_What this task involves_.
Look through the material below. Return exactly the lines from the one with "repository fb66ff3da5edbe26" through the one with "snapshot = ViewSnapshot::from_view(&handle.lock().await.view);", both included.

_Records supplied_.

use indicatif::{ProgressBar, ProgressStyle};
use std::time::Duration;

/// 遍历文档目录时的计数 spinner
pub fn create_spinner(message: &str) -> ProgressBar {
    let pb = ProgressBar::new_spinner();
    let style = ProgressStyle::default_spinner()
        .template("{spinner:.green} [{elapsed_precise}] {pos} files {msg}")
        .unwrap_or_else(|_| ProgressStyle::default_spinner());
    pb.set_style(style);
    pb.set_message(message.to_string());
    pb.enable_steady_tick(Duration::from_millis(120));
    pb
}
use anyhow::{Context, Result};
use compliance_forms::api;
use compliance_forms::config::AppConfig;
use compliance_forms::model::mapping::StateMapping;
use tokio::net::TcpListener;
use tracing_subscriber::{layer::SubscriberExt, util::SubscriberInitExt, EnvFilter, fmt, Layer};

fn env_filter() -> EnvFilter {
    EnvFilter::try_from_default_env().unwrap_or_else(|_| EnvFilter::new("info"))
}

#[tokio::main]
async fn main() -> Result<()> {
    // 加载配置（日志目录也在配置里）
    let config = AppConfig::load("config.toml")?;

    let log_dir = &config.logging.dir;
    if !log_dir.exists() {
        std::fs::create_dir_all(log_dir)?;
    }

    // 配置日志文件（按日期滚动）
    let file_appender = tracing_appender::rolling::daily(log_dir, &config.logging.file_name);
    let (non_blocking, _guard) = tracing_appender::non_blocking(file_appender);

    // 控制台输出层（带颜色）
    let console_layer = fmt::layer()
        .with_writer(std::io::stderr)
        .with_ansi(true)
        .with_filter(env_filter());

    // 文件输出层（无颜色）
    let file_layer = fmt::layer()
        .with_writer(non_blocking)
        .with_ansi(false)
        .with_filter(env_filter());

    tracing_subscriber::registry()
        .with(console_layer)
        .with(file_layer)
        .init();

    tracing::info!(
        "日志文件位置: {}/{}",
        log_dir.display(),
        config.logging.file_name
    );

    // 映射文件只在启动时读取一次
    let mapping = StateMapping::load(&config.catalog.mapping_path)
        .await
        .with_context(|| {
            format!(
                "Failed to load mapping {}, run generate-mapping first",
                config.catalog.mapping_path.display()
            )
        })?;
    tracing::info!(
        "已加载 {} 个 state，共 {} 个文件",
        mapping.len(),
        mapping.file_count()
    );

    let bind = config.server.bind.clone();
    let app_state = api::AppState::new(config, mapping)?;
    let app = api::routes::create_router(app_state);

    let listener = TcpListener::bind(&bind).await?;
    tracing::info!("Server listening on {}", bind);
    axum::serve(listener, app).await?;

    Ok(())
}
--
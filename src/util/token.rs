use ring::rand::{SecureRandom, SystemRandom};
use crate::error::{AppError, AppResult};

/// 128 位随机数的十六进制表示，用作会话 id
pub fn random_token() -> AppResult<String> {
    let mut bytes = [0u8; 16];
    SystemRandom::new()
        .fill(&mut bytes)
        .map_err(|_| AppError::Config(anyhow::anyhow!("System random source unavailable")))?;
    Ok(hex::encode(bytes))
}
* * *
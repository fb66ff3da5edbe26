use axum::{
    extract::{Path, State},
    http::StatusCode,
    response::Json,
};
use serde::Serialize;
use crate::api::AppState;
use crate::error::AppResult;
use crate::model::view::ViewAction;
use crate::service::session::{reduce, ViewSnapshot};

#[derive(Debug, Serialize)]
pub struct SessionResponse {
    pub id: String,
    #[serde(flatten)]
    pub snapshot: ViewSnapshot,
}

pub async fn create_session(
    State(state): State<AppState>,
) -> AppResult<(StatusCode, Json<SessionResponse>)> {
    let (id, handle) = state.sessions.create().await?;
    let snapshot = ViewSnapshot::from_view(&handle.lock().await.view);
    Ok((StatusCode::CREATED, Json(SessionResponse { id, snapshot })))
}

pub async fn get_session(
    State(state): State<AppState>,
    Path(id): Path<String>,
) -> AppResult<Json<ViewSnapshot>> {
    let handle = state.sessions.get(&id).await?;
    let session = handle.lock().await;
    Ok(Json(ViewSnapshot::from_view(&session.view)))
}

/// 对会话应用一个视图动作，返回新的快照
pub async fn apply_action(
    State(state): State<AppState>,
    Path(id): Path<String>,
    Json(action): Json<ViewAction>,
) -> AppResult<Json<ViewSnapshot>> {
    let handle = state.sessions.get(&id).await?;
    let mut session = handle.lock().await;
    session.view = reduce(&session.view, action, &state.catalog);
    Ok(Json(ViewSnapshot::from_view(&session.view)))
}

_Answer below_.
repository fb66ff3da5edbe26
use axum::{
    extract::{Path, State},
    http::StatusCode,
    response::Json,
};
use serde::Serialize;
use crate::api::AppState;
use crate::error::AppResult;
use crate::model::view::ViewAction;
use crate::service::session::{reduce, ViewSnapshot};

#[derive(Debug, Serialize)]
pub struct SessionResponse {
    pub id: String,
    #[serde(flatten)]
    pub snapshot: ViewSnapshot,
}

pub async fn create_session(
    State(state): State<AppState>,
) -> AppResult<(StatusCode, Json<SessionResponse>)> {
    let (id, handle) = state.sessions.create().await?;
    let snapshot = ViewSnapshot::from_view(&handle.lock().await.view);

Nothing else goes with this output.